Combination of V106I and V179D polymorphic mutations in human immunodeficiency virus type 1 reverse transcriptase confers resistance to efavirenz and nevirapine but not etravirine

Abstract

Etravirine (ETV) is a second-generation nonnucleoside reverse transcriptase (RT) inhibitor (NNRTI) introduced recently for salvage antiretroviral treatment after the emergence of NNRTI-resistant human immunodeficiency virus type 1 (HIV-1). Following its introduction, two naturally occurring mutations in HIV-1 RT, V106I and V179D, were listed as ETV resistance-associated mutations. However, the effect of these mutations on the development of NNRTI resistance has not been analyzed yet.
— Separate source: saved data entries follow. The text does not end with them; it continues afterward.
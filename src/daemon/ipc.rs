// Hive Daemon IPC
//
// Loopback TCP, one request per connection, newline-terminated JSON in and
// out (§6). No teacher analogue — the teacher's IPC is Tauri's in-process
// command bridge — so this is authored fresh against spec §6's wire table,
// using the same `tokio::net::TcpListener` + per-connection task shape the
// teacher reaches for in its websocket-backed channel adapters.

use super::Runtime;
use serde_json::{json, Value};
use std::sync::Arc;
use tokio::io::{AsyncBufReadExt, AsyncWriteExt, BufReader};
use tokio::net::TcpListener;

/// Accept connections until a `stop` command (or the stop sentinel via the
/// heartbeat loop) requests shutdown. Returns the process exit code.
pub async fn serve(runtime: Arc<Runtime>, listener: TcpListener) -> i32 {
    loop {
        if runtime.is_shutting_down() {
            return 0;
        }

        let accepted = tokio::time::timeout(
            std::time::Duration::from_millis(250),
            listener.accept(),
        )
        .await;

        let (stream, _addr) = match accepted {
            Ok(Ok(pair)) => pair,
            Ok(Err(_)) => continue,
            Err(_) => continue, // timed out; loop back to re-check shutdown
        };

        let runtime = Arc::clone(&runtime);
        tokio::spawn(async move {
            if let Err(err) = handle_connection(&runtime, stream).await {
                log::warn!(target: "daemon", "ipc connection error: {err}");
            }
        });

        if runtime.is_shutting_down() {
            return 0;
        }
    }
}

async fn handle_connection(
    runtime: &Arc<Runtime>,
    stream: tokio::net::TcpStream,
) -> std::io::Result<()> {
    let (read_half, mut write_half) = stream.into_split();
    let mut reader = BufReader::new(read_half);
    let mut line = String::new();
    let bytes_read = reader.read_line(&mut line).await?;
    if bytes_read == 0 {
        return Ok(());
    }

    let response = match serde_json::from_str::<Value>(line.trim_end()) {
        Ok(request) => dispatch(runtime, request).await,
        Err(_) => json!({ "error": "Invalid JSON" }),
    };

    let mut body = serde_json::to_string(&response).unwrap_or_else(|_| "{}".to_string());
    body.push('\n');
    write_half.write_all(body.as_bytes()).await?;
    write_half.flush().await
}

async fn dispatch(runtime: &Arc<Runtime>, request: Value) -> Value {
    let Some(command_type) = request.get("type").and_then(Value::as_str) else {
        return json!({ "error": "Invalid JSON" });
    };

    match command_type {
        "ping" => json!({
            "pong": true,
            "timestamp": chrono::Utc::now().to_rfc3339(),
        }),
        "status" => status_response(runtime),
        "stop" => {
            runtime.request_shutdown();
            json!({ "acknowledged": true })
        }
        "task" => task_response(runtime, request.get("payload")),
        "task_cancel" => task_cancel_response(runtime, request.get("id").and_then(Value::as_str)),
        "integrations_reload" => {
            runtime.reload_integrations();
            json!({ "ok": true })
        }
        other => json!({ "error": format!("Unknown command type: {other}") }),
    }
}

fn status_response(runtime: &Arc<Runtime>) -> Value {
    let agent = runtime.store.primary_agent().ok().flatten();
    let provider = runtime.provider.read();
    let episodes = agent
        .as_ref()
        .and_then(|a| runtime.store.count_episodes(&a.id).ok())
        .unwrap_or(0);
    let conversations = runtime.store.count_conversations().unwrap_or(0);

    let mut integrations = serde_json::Map::new();
    for (platform, status) in runtime.adapter_status.read().iter() {
        integrations.insert(platform.clone(), json!(status));
    }

    json!({
        "pid": std::process::id(),
        "uptime": format!("{}s", runtime.uptime_seconds()),
        "uptimeSeconds": runtime.uptime_seconds(),
        "agent": agent.as_ref().map(|a| &a.name),
        "provider": provider.kind(),
        "model": provider.default_model(),
        "memoryStats": {
            "episodes": episodes,
            "conversations": conversations,
        },
        "ctxEnabled": runtime.long_term_memory.is_some(),
        "taskWorker": {
            "activeTaskId": runtime.task_worker.active_task_id(),
        },
        "integrations": integrations,
        "timestamp": chrono::Utc::now().to_rfc3339(),
    })
}

fn task_response(runtime: &Arc<Runtime>, payload: Option<&Value>) -> Value {
    let Some(payload) = payload else {
        return json!({ "accepted": false, "error": "missing payload" });
    };
    let Some(id) = payload.get("id").and_then(Value::as_str) else {
        return json!({ "accepted": false, "error": "missing payload.id" });
    };
    let Some(title) = payload.get("title").and_then(Value::as_str) else {
        return json!({ "accepted": false, "error": "missing payload.title" });
    };
    let agent_id = payload.get("agent_id").and_then(Value::as_str);

    match runtime.task_worker.enqueue(id, title, agent_id) {
        Ok(task) => json!({ "accepted": true, "id": task.id }),
        Err(err) => json!({ "accepted": false, "error": err.to_string() }),
    }
}

fn task_cancel_response(runtime: &Arc<Runtime>, id: Option<&str>) -> Value {
    let Some(id) = id else {
        return json!({ "ok": false, "error": "missing id" });
    };
    match runtime.task_worker.request_cancel(id) {
        Ok(()) => json!({ "ok": true }),
        Err(err) => json!({ "ok": false, "error": err.to_string() }),
    }
}

#[cfg(test)]
mod tests {
    use super::*;
    use serde_json::json;

    #[tokio::test]
    async fn ping_returns_pong_true() {
        let dir = tempfile::tempdir().unwrap();
        let runtime = Runtime::boot(dir.path().join("home")).await.unwrap();
        let response = dispatch(&runtime, json!({"type": "ping"})).await;
        assert_eq!(response["pong"], json!(true));
    }

    #[tokio::test]
    async fn unknown_command_type_reports_the_type() {
        let dir = tempfile::tempdir().unwrap();
        let runtime = Runtime::boot(dir.path().join("home")).await.unwrap();
        let response = dispatch(&runtime, json!({"type": "bogus"})).await;
        assert_eq!(response["error"], json!("Unknown command type: bogus"));
    }

    #[tokio::test]
    async fn task_without_payload_is_not_accepted() {
        let dir = tempfile::tempdir().unwrap();
        let runtime = Runtime::boot(dir.path().join("home")).await.unwrap();
        let response = dispatch(&runtime, json!({"type": "task"})).await;
        assert_eq!(response["accepted"], json!(false));
    }

    #[tokio::test]
    async fn task_then_cancel_round_trips_through_the_worker() {
        let dir = tempfile::tempdir().unwrap();
        let runtime = Runtime::boot(dir.path().join("home")).await.unwrap();
        let response = dispatch(
            &runtime,
            json!({"type": "task", "payload": {"id": "t-000001", "title": "echo hello"}}),
        )
        .await;
        assert_eq!(response["accepted"], json!(true));

        let cancel = dispatch(&runtime, json!({"type": "task_cancel", "id": "t-000001"})).await;
        assert_eq!(cancel["ok"], json!(true));
    }

    #[tokio::test]
    async fn stop_sets_shutdown_flag() {
        let dir = tempfile::tempdir().unwrap();
        let runtime = Runtime::boot(dir.path().join("home")).await.unwrap();
        assert!(!runtime.is_shutting_down());
        let response = dispatch(&runtime, json!({"type": "stop"})).await;
        assert_eq!(response["acknowledged"], json!(true));
        assert!(runtime.is_shutting_down());
    }
}
impl Orchestrator {
    pub fn new(
        store: Arc<Store>,
        provider: Arc<AnyProvider>,
        fetcher: Option<Arc<dyn WebFetcher>>,
        search: Option<Arc<dyn SearchClient>>,
        prompts_dir: PathBuf,
    ) -> Self {
        Orchestrator {
            store,
            provider,
            fetcher,
            search,
            prompts_dir,
        }
    }

    /// `/browse <url>`, `/search <query>`, and bare URLs are rewritten into
    /// an untrusted-context-wrapped message before the rest of `chat()`
    /// ever sees them (§4.E slash-command preprocessing). Plain messages
    /// pass through unchanged.
    pub async fn preprocess_user_message(&self, raw: &str, agent_location: Option<&str>) -> String {
        let trimmed = raw.trim();

        if let Some(rest) = trimmed.strip_prefix("/browse ") {
            let (url, question) = split_url_and_question(rest);
            return self.browse_and_wrap(&url, question.as_deref()).await;
        }

        if let Some(rest) = trimmed.strip_prefix("/search ") {
            let query = normalize_search_query(rest, agent_location);
            return self.search_and_wrap(&query).await;
        }

        if let Some(url) = extract_bare_url(trimmed) {
            return self.browse_and_wrap(&url, Some(trimmed)).await;
        }

        raw.to_string()
    }

    async fn browse_and_wrap(&self, url: &str, follow_up: Option<&str>) -> String {
        let question = follow_up
            .map(str::to_string)
            .unwrap_or_else(|| format!("Summarize the key information from {url}"));
        let content = match &self.fetcher {
            Some(fetcher) => match fetcher.fetch(url).await {
                Ok(body) => body,
                Err(err) => format!("Unable to browse {url}: {err}"),
            },
            None => format!("Unable to browse {url}: no browser collaborator configured"),
        };
        guardrails::wrap_untrusted(url, &content, &question)
    }

    async fn search_and_wrap(&self, query: &str) -> String {
        let content = match &self.search {
            Some(search) => match search.search(query).await {
                Ok(results) => results,
                Err(err) => format!("Unable to search for \"{query}\": {err}"),
            },
            None => format!("Unable to search for \"{query}\": no search collaborator configured"),
        };
        guardrails::wrap_untrusted(
            &format!("web search: {query}"),
            &content,
            &format!("/search {query}"),
        )
    }

    /// Run one chat turn. Returns the conversation id the turn was appended
    /// to (freshly created when `options.conversation_id` is `None`), a
    /// lazy event stream (zero or more `Token`s, then exactly one `Done`),
    /// and a cancel handle the caller can flip to interrupt the turn before
    /// it completes. On a mid-stream failure after at least one token, the
    /// stream yields `Done` (over a persisted, `[response interrupted]`-suffixed
    /// partial message) followed by the original error.
    pub async fn chat(
        &self,
        user_message: &str,
        options: ChatOptions,
    ) -> HiveResult<(String, ChatEventStream, CancelHandle)> {
        if user_message.trim().is_empty() {
            return Err(HiveError::InvalidInput("empty message".to_string()));
        }

        let agent = self
            .store
            .primary_agent()?
            .ok_or_else(|| HiveError::InvalidInput("no primary agent configured".to_string()))?;

        let agent_location = self
            .store
            .primary_agent_profile()?
            .and_then(|(_, location, ..)| location);
        let processed_message = self
            .preprocess_user_message(user_message, agent_location.as_deref())
            .await;
        let processed_message = processed_message.as_str();

        let conversation = match &options.conversation_id {
            Some(id) => {
                let convo = self
                    .store
                    .get_conversation(id)?
                    .ok_or_else(|| HiveError::InvalidInput(format!("no conversation {id}")))?;
                if convo.agent_id != agent.id {
                    return Err(HiveError::AuthMismatch(format!(
                        "conversation {id} does not belong to the primary agent"
                    )));
                }
                convo
            }
            None => self.store.create_conversation(&agent.id, None)?,
        };

        self.store
            .append_message(&conversation.id, MessageRole::User, processed_message)?;

        let history = self
            .store
            .list_messages(&conversation.id, CHAT_HISTORY_LOAD_LIMIT)?;

        let system_prompt = self.build_system_prompt(&agent, &options, processed_message)?;
        let mut messages = vec![ChatMessage::new("system", guardrails::runtime_guardrails_message(&agent.name))];
        messages.push(ChatMessage::new("system", system_prompt));
        for msg in &history {
            messages.push(ChatMessage::new(msg.role.as_str(), msg.content.clone()));
        }

        let model = options.model.clone().unwrap_or_else(|| agent.default_model.clone());
        let request = ChatRequest {
            model,
            temperature: options.temperature,
            max_tokens: options.max_tokens,
            messages,
            tools: Vec::new(),
        };

        let store = Arc::clone(&self.store);
        let provider = Arc::clone(&self.provider);
        let search = self.search.clone();
        let conversation_id = conversation.id.clone();
        let agent_id = agent.id.clone();
        let user_message = processed_message.to_string();
        let disable_legacy_episode_store = options.disable_legacy_episode_store;

        let (tx, rx) = mpsc::channel::<HiveResult<ChatEvent>>(32);
        let returned_conversation_id = conversation_id.clone();
        let cancel: CancelHandle = Arc::new(AtomicBool::new(false));
        let task_cancel = Arc::clone(&cancel);
        tokio::spawn(async move {
            run_turn(
                store,
                provider,
                search,
                conversation_id,
                agent_id,
                user_message,
                request,
                disable_legacy_episode_store,
                tx,
                task_cancel,
            )
            .await;
        });

        Ok((returned_conversation_id, Box::pin(ReceiverStream::new(rx)), cancel))
    }

    fn build_system_prompt(
        &self,
        agent: &crate::atoms::types::Agent,
        options: &ChatOptions,
        user_message: &str,
    ) -> HiveResult<String> {
        if let Some(context_prompt) = &options.context_system_prompt {
            let mut prompt = context_prompt.clone();
            if let Some(addition) = &options.system_addition {
                prompt.push_str("\n\n");
                prompt.push_str(addition);
            }
            return Ok(prompt);
        }

        let profile_row = self.store.primary_agent_profile()?;
        let profile = profile_row
            .map(|(dob, location, profession, about_raw, agent_name)| AgentProfile {
                dob,
                location,
                profession,
                about_raw,
                agent_name,
            })
            .unwrap_or_default();
        let pinned = self.store.list_pinned_knowledge(&agent.id)?;
        let recent_episodes = self
            .store
            .list_recent_episodes(&agent.id, (EPISODE_RECALL_LIMIT * 6) as i64)?;
        let ranked = prompt::rank_episodes_by_relevance(&recent_episodes, user_message);
        let ranked_owned: Vec<_> = ranked.into_iter().cloned().collect();
        let assembled = prompt::assemble(
            agent,
            &profile,
            &pinned,
            &ranked_owned,
            None,
            &self.prompts_dir,
        );
        let mut text = assembled.text;
        if let Some(addition) = &options.system_addition {
            text.push_str("\n\n");
            text.push_str(addition);
        }
        Ok(text)
    }
}

#[allow(clippy::too_many_arguments)]
async fn run_turn(
    store: Arc<Store>,
    provider: Arc<AnyProvider>,
    search: Option<Arc<dyn SearchClient>>,
    conversation_id: String,
    agent_id: String,
    user_message: String,
    request: ChatRequest,
    disable_legacy_episode_store: bool,
    tx: mpsc::Sender<HiveResult<ChatEvent>>,
    cancel: CancelHandle,
) {
    let result = if provider.supports_tools() {
        run_tool_loop(&provider, search.as_deref(), request, &tx, &cancel).await
    } else {
        run_direct_stream(&provider, request, &tx, &cancel).await
    };

    match result {
        Ok(full_text) => {
            let sanitized = sanitize::sanitize_reply(&user_message, &full_text);
            if let Ok(msg) = store.append_message(&conversation_id, MessageRole::Assistant, &sanitized) {
                if !disable_legacy_episode_store {
                    let truncated =
                        crate::atoms::types::truncate_utf8(&sanitized, EPISODE_CONTENT_MAX_CHARS);
                    let _ = store.insert_episode(&agent_id, Some(&conversation_id), truncated, None);
                }
                let _ = tx.send(Ok(ChatEvent::Done { message_id: msg.id })).await;
            }
        }
        Err((partial, err)) => {
            if !partial.is_empty() {
                let interrupted = format!("{partial} [response interrupted]");
                if let Ok(msg) =
                    store.append_message(&conversation_id, MessageRole::Assistant, &interrupted)
                {
                    let _ = tx.send(Ok(ChatEvent::Done { message_id: msg.id })).await;
                }
            }
            let _ = tx.send(Err(err)).await;
        }
    }
}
To select highly NNRTI-resistant HIV-1 in vitro, monoclonal HIV-1 strains harboring V106I and V179D (HIV-1(V106I) and HIV-1(V179D)) were propagated in the presence of increasing concentrations of efavirenz (EFV). Interestingly, V179D emerged in one of three selection experiments from HIV-1(V106I) and V106I emerged in two of three experiments from HIV-1(V179D). Analysis of recombinant HIV-1 clones showed that the combination of V106I and V179D conferred significant resistance to EFV and nevirapine (NVP) but not to ETV. Structural analysis indicated that ETV can overcome the repulsive interactions caused by the combination of V106I and V179D through fine-tuning of its binding module to RT facilitated by its plastic structure, whereas EFV and NVP cannot because of their rigid structures. Analysis of clinical isolates showed comparable drug susceptibilities, and the same combination of mutations was found in some database patients who experienced virologic NNRTI-based treatment failure. The combination of V106I and V179D is a newly identified NNRTI resistance pattern of mutations. The combination of polymorphic and minor resistance-associated mutations should be interpreted carefully.

FIG. 1.

Selected amino acid substitutions under selective pressure from EFV. HIV-1_V106I (A to C) and HIV-1_V179D (D to F) were propagated in MT-2 cells in the presence of increasing concentrations of EFV. The selected amino acid substitutions were analyzed at several passages by sequencing the proviral HIV-1 RT coding region in MT-2 cells. Amino acid substitutions compared with wild-type strain BH 10 are shown.

FIG. 2.

Replication kinetics of recombinant HIV-1 clones in the absence and presence of NNRTIs. Recombinant HIV-1 clones were propagated in MT-2 cells in the absence (A) and presence of 10 nM EFV (B), 100 nM NVP (C), or 10 nM ETV (D). The concentration of p24 in the culture medium was measured every other day. The assay was performed in triplicate and repeated three times (nine experiments). The data are logarithmic mean p24 concentrations ± standard deviations (days 6 and 8 in panels A to C).

FIG. 3.

Interactions of NNRTIs with the 106th and 179th residues of RTs. Interaction sites of NNRTIs and RTs in the models are shown. (A) Wild-type RT (RT_WT) with EFV. (B) RT_V106I/V179D with EFV. (C) RT_WT with NVP. (D) RT_V106I/V179D with NVP. (E) RT_WT with ETV. (F) RT_V106I/V179D with ETV. In the RT_WT and RT_V106I/V179D models, carbon atoms appear gray and cyan, respectively. NNRTIs and the 106th and 179th residues are highlighted by the stick configuration. Blue sticks, nitrogen; red sticks, oxygen; light blue, fluorine; light green, chlorine; pink sticks, bromine atoms.

FIG. 4.

Superposition of RT_WT and five mutant models. (A) RTs with ETV. (B) RTs with EFV. (C) RTs with NVP. NNRTIs and the 106th and 179th residues are highlighted by the stick configuration. White sticks, RT_WT; yellow, RT_V106A; green, RT_V106I; orange, RT_V179D; purple, RT_V106A/V179D; cyan, RT_V106I/V179D.